Earliest stages of CTE impact Tony Dorsett



Former Pitt running back Tony Dorsett has been diagnosed with early signs of chronic traumatic encephalopathy (CTE), according to a report Wednesday from ESPN's "Outside the Lines."

CTE is a degenerative brain disease caused by repeated head trauma and has been linked to depression and dementia. (Check out the PG's series on the disease).

Dorsett, 59, along with former NFL stars Joe DeLamielleure and Leonard Marshall, underwent evaluations at UCLA over the past three months. Brain scans and other evaluations indicated early signs of CTE in all three, researchers told ESPN.

The disease is caused by buildups of tau, a structural protein that can become dislodged during repetitive head trauma and affect brain cells controlling memory and emotions. Autopsies of former NFL players -- including former linebacker Junior Seau, who committed suicide in 2012 -- have shown such buildups.

Two weeks ago, Dorsett told "Outside the Lines" he was experiencing memory loss, depression and thoughts of suicide. These symptoms prompted him to seek testing for CTE.

CTE has no cure, but a January study of five former NFL players showed the first signs of the disease in living humans, which researchers told "Outside the Lines" was a significant step forward.

Dr. Julian Bailes, codirector of the NorthShore Neurological Institute in Evanston, Ill., was one of the neurosurgeons involved in the study. He was not authorized to speak about Dorsett's results specifically, but said identifying early signs of CTE in living individuals was a major step forward.

"I have to stress that we're still a small number, it's preliminary data, but it looks very promising scientifically," Bailes, former Steelers team physician, told the Post-Gazette. "We have no hope of helping anyone and really understanding who gets it and why, and why many people don't get it until we can diagnose it in living people."

Dorsett told "Outside the Lines" he has experienced emotional outbursts with his wife and two daughters, and sometimes has trouble remembering routine tasks and directions.

"It's painful, man, for my daughters to say they're scared of me," Dorsett told "Outside the Lines."

Dorsett even admitted he has contemplated suicide.

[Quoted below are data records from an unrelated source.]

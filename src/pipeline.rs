// src/pipeline.rs
//! End-to-end conversion of one spreadsheet into one report workbook.

use std::{collections::HashSet, path::Path};
use tracing::{debug, info, info_span, instrument, warn};

use crate::error::{PipelineError, SheetError};
use crate::fetch::{SheetInfo, SheetSource, Snapshot, SnapshotSource, VALUE_COLUMNS};
use crate::mapping::Mapping;
use crate::process::assemble_sheet;
use crate::report::{present, sanitize_sheet_name, write_workbook, ReportSheet};

#[derive(Debug, Clone, PartialEq, Eq)]
pub enum SheetStatus {
    Written {
        worksheet: String,
        households: usize,
        people: usize,
        duplicates: usize,
        failed_rows: usize,
    },
    Skipped(String),
}

#[derive(Debug, Clone, PartialEq, Eq)]
pub struct SheetOutcome {
    pub title: String,
    pub status: SheetStatus,
}

#[derive(Debug, Default, Clone, PartialEq, Eq)]
pub struct RunSummary {
    pub sheets: Vec<SheetOutcome>,
}

impl RunSummary {
    pub fn processed(&self) -> usize {
        self.sheets
            .iter()
            .filter(|s| matches!(s.status, SheetStatus::Written { .. }))
            .count()
    }

    pub fn people(&self) -> usize {
        self.sheets
            .iter()
            .map(|s| match s.status {
                SheetStatus::Written { people, .. } => people,
                SheetStatus::Skipped(_) => 0,
            })
            .sum()
    }
}

/// Visible sheets, or every sheet when all of them are hidden.
pub fn select_sheets(all: Vec<SheetInfo>) -> Vec<SheetInfo> {
    let visible: Vec<SheetInfo> = all.iter().filter(|s| !s.hidden).cloned().collect();
    if visible.is_empty() {
        warn!("all sheets are hidden, using all sheets instead");
        all
    } else {
        visible
    }
}

fn build_sheet<S: SheetSource>(
    source: &S,
    doc_id: &str,
    info: &SheetInfo,
    mapping: &Mapping,
    used_names: &mut HashSet<String>,
) -> Result<(ReportSheet, SheetStatus), SheetError> {
    let values = source
        .get_values(doc_id, &info.title, VALUE_COLUMNS)
        .map_err(|source| SheetError::Fetch {
            sheet: info.title.clone(),
            source,
        })?;
    if values.is_empty() {
        return Err(SheetError::NoValidData(info.title.clone()));
    }

    let table = assemble_sheet(&values, mapping);
    debug!(
        rows = table.rows_read,
        households = table.households,
        failed = table.failures.len(),
        "assembled sheet"
    );
    if table.is_empty() {
        return Err(SheetError::NoValidData(info.title.clone()));
    }

    let name = sanitize_sheet_name(&info.title, used_names);
    let sheet = ReportSheet::from_records(name.clone(), &table.records, mapping);
    let status = SheetStatus::Written {
        worksheet: name,
        households: table.households,
        people: table.records.len(),
        duplicates: table.duplicates.len(),
        failed_rows: table.failures.len(),
    };
    Ok((sheet, status))
}

/// Fetches, assembles and renders every selected sheet of `doc_id`, then
/// writes `output` once. Fails only when no sheet could be processed.
#[instrument(level = "info", skip(source, mapping, output), fields(output = %output.as_ref().display()))]
pub fn run<S: SheetSource, P: AsRef<Path>>(
    source: &S,
    doc_id: &str,
    mapping: &Mapping,
    output: P,
) -> Result<RunSummary, PipelineError> {
    let all = source
        .list_sheets(doc_id)
        .map_err(|source| PipelineError::ListSheets {
            doc_id: doc_id.to_string(),
            source,
        })?;
    if all.is_empty() {
        return Err(PipelineError::NoSheets(doc_id.to_string()));
    }
    let selected = select_sheets(all);
    info!("found {} sheet(s)", selected.len());

    let mut summary = RunSummary::default();
    let mut sheets = Vec::with_capacity(selected.len());
    let mut used_names = HashSet::new();

    for info in &selected {
        let _span = info_span!("sheet", title = %info.title).entered();
        info!("processing sheet");
        let status = match build_sheet(source, doc_id, info, mapping, &mut used_names) {
            Ok((sheet, status)) => {
                info!(?status, "processed sheet");
                sheets.push(sheet);
                status
            }
            Err(e) => {
                warn!(error = %e, "skipping sheet");
                SheetStatus::Skipped(e.to_string())
            }
        };
        summary.sheets.push(SheetOutcome {
            title: info.title.clone(),
            status,
        });
    }

    if sheets.is_empty() {
        return Err(PipelineError::NoSheetsProcessed);
    }

    for sheet in &mut sheets {
        present(
            sheet,
            &mapping.merge_columns,
            mapping.group_by_column,
            mapping.index_column(),
        );
    }

    let output = output.as_ref();
    write_workbook(&sheets, output).map_err(|source| PipelineError::Write {
        path: output.to_path_buf(),
        source,
    })?;

    info!(
        sheets = summary.processed(),
        people = summary.people(),
        "converted to {}",
        output.display()
    );
    Ok(summary)
}

/// Like [`run`], but first captures the whole spreadsheet into a snapshot at
/// `dump` and converts from that copy, so each sheet is fetched once. A failed
/// capture or save is logged and the conversion proceeds.
pub fn run_with_snapshot<S: SheetSource, P: AsRef<Path>, Q: AsRef<Path>>(
    source: &S,
    doc_id: &str,
    mapping: &Mapping,
    output: P,
    dump: Q,
) -> Result<RunSummary, PipelineError> {
    let dump = dump.as_ref();
    match Snapshot::capture(source, doc_id) {
        Ok(snapshot) => {
            match snapshot.save(dump) {
                Ok(()) => info!("saved snapshot to {}", dump.display()),
                Err(e) => warn!(error = %format!("{e:#}"), "could not save snapshot"),
            }
            run(&SnapshotSource::new(snapshot), doc_id, mapping, output)
        }
        Err(e) => {
            warn!(error = %format!("{e:#}"), "snapshot capture failed, converting from the source");
            run(source, doc_id, mapping, output)
        }
    }
}
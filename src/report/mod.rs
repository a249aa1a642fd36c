// src/report/mod.rs
//! Output side: worksheet grids, their presentation layout, and the xlsx
//! writer.

pub mod present;
pub mod sheet;
pub mod write;

pub use present::{present, SheetLayout};
pub use sheet::{sanitize_sheet_name, ReportSheet};
pub use write::write_workbook;
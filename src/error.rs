//! Error taxonomy for the report pipeline.
//!
//! Fatal conditions are [`ConfigError`] and [`PipelineError`]; everything else
//! is scoped to one sheet ([`SheetError`]) or one source row ([`RowError`]) and
//! is logged and skipped by the caller.

use std::path::PathBuf;

/// A column label that is not a spreadsheet letter column.
#[derive(Debug, Clone, PartialEq, Eq, thiserror::Error)]
pub enum ColumnError {
    #[error("invalid column label {0:?}")]
    InvalidLabel(String),
}

/// A non-blank cell that does not match the expected date format.
#[derive(Debug, Clone, PartialEq, Eq, thiserror::Error)]
#[error("{value:?} does not match date format {format:?}")]
pub struct DateParseError {
    pub value: String,
    pub format: String,
}

/// Configuration problems. Always fatal for the whole run.
#[derive(Debug, thiserror::Error)]
pub enum ConfigError {
    #[error("could not find `doc_id` in pointer file {0}")]
    MissingDocId(PathBuf),

    #[error("mapping key `{key}`: {source}")]
    BadLabel {
        key: &'static str,
        #[source]
        source: ColumnError,
    },

    #[error("mapping key `{key}` must list exactly {expected} columns, found {found}")]
    WrongLength {
        key: &'static str,
        expected: usize,
        found: usize,
    },

    #[error("mapping keys `{ids}` and `{names}` differ in length ({id_len} vs {name_len})")]
    NamesMismatch {
        ids: &'static str,
        names: &'static str,
        id_len: usize,
        name_len: usize,
    },

    #[error("mapping key `{key}`: column {label} is past the last worksheet column XFD")]
    ColumnOutOfRange { key: &'static str, label: String },

    #[error("destination column {0} is assigned more than once")]
    DuplicateDestination(String),

    #[error("mapping key `{key}` refers to column {label}, which is not a destination column")]
    UnknownDestination { key: &'static str, label: String },

    #[error("mapping key `{key}`: invalid date format {format:?}")]
    BadDateFormat { key: &'static str, format: String },

    #[error("reading {path}: {source}")]
    Io {
        path: PathBuf,
        #[source]
        source: std::io::Error,
    },

    #[error("parsing {path}: {message}")]
    Parse { path: PathBuf, message: String },
}

/// Failure to materialize a single source row. The row is skipped.
#[derive(Debug, Clone, PartialEq, Eq, thiserror::Error)]
pub enum RowError {
    #[error("row {row}: {field} {value:?} does not match date format {format:?}")]
    DateParse {
        row: usize,
        field: &'static str,
        value: String,
        format: String,
    },

    #[error("row {row}: required field {field} is blank")]
    MissingField { row: usize, field: &'static str },
}

impl RowError {
    pub fn row(&self) -> usize {
        match self {
            RowError::DateParse { row, .. } | RowError::MissingField { row, .. } => *row,
        }
    }
}

/// Failure of one input sheet. The sheet is skipped and the run continues.
#[derive(Debug, thiserror::Error)]
pub enum SheetError {
    #[error("fetching sheet {sheet:?}: {source:#}")]
    Fetch {
        sheet: String,
        #[source]
        source: anyhow::Error,
    },

    #[error("no valid data in sheet {0:?}")]
    NoValidData(String),
}

/// Whole-run failures surfaced to the binary.
#[derive(Debug, thiserror::Error)]
pub enum PipelineError {
    #[error(transparent)]
    Config(#[from] ConfigError),

    #[error("no sheets found in spreadsheet {0}")]
    NoSheets(String),

    #[error("listing sheets of {doc_id}: {source:#}")]
    ListSheets {
        doc_id: String,
        #[source]
        source: anyhow::Error,
    },

    #[error("no sheets could be processed successfully")]
    NoSheetsProcessed,

    #[error("writing workbook {path}: {source}")]
    Write {
        path: PathBuf,
        #[source]
        source: rust_xlsxwriter::XlsxError,
    },
}
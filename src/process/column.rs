use crate::error::ColumnError;

/// Converts a letter column label into a 0-based column index.
/// `A` → 0, `Z` → 25, `AA` → 26. Case-insensitive.
pub fn to_index(label: &str) -> Result<usize, ColumnError> {
    let trimmed = label.trim();
    if trimmed.is_empty() {
        return Err(ColumnError::InvalidLabel(label.to_string()));
    }

    let mut acc: usize = 0;
    for ch in trimmed.chars() {
        if !ch.is_ascii_alphabetic() {
            return Err(ColumnError::InvalidLabel(label.to_string()));
        }
        let digit = (ch.to_ascii_uppercase() as u8 - b'A' + 1) as usize;
        acc = acc
            .checked_mul(26)
            .and_then(|v| v.checked_add(digit))
            .ok_or_else(|| ColumnError::InvalidLabel(label.to_string()))?;
    }

    Ok(acc - 1)
}

/// Inverse of [`to_index`]: 0 → `A`, 27 → `AB`.
pub fn to_label(index: usize) -> String {
    let mut n = index + 1;
    let mut out = Vec::new();
    while n > 0 {
        let rem = (n - 1) % 26;
        out.push(b'A' + rem as u8);
        n = (n - 1) / 26;
    }
    out.reverse();
    String::from_utf8(out).unwrap_or_default()
}

/// Cell at `index`, or `""` when the row is shorter than that.
pub fn cell(row: &[String], index: usize) -> &str {
    row.get(index).map(String::as_str).unwrap_or("")
}
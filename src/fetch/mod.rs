// src/fetch/mod.rs
//! Collaborators that bring sheet values into the pipeline.

use anyhow::Result;
use serde::{Deserialize, Serialize};

pub mod auth;
pub mod pointer;
pub mod sheets;
pub mod snapshot;

pub use auth::{CredentialProvider, StaticToken, TokenCache};
pub use pointer::read_doc_id;
pub use sheets::GoogleSheets;
pub use snapshot::{Snapshot, SnapshotSource};

/// Columns requested from every sheet; rows are open-ended.
pub const VALUE_COLUMNS: &str = "A1:ZZ";

#[derive(Debug, Clone, PartialEq, Eq, Serialize, Deserialize)]
pub struct SheetInfo {
    pub title: String,
    #[serde(default)]
    pub hidden: bool,
}

/// Read access to a spreadsheet's tabs and cell values.
pub trait SheetSource {
    fn list_sheets(&self, doc_id: &str) -> Result<Vec<SheetInfo>>;

    /// Rows of text cells for `columns` (A1 column span) of one sheet.
    /// Trailing empty cells and rows may be omitted.
    fn get_values(&self, doc_id: &str, title: &str, columns: &str) -> Result<Vec<Vec<String>>>;
}
// src/process/mod.rs
//! Row expansion and normalization: from raw sheet values to a flat,
//! deduplicated, sorted list of person records.

pub mod assemble;
pub mod column;
pub mod expand;
pub mod normalize;
pub mod records;

pub use assemble::{assemble_sheet, AssembledTable, DuplicateReport};
pub use records::{CellValue, PersonRecord};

"I'm too smart of a person, I like to think, to take my life, but it's crossed my mind," he told the show.

Bailes said the best current treatment for CTE is psychiatric evaluation and care to handle the depression that leads many patients to commit suicide.

"I don't think CTE is a death sentence," he said.

Because CTE is believed to develop from repetitive head trauma, Bailes said the best course of action ultimately will be prevention, rather than treatment.

"Like most things in life that are based on an exposure, whether it's sun burn and skin cancer or lung cancer and cigarette smoking, rather than worry about treating it, we need to work at preventing it from even happening," he said.

"I think we are faced with the immutable fact that we must take repetitive head impact out of the game."

Dorsett grew up in Aliquippa and played for Hopewell High School from 1970-72. He went on to star at Pitt, won the Heisman Trophy and led Pitt to its most recent national championship in 1976. He played for 12 years in the NFL, primarily for the Dallas Cowboys, and was inducted into the Pro Football Hall of Fame in 1994.

Dorsett, who lives near Dallas, is expected to return to this weekend to see the Panthers play Notre Dame Saturday at Heinz Field.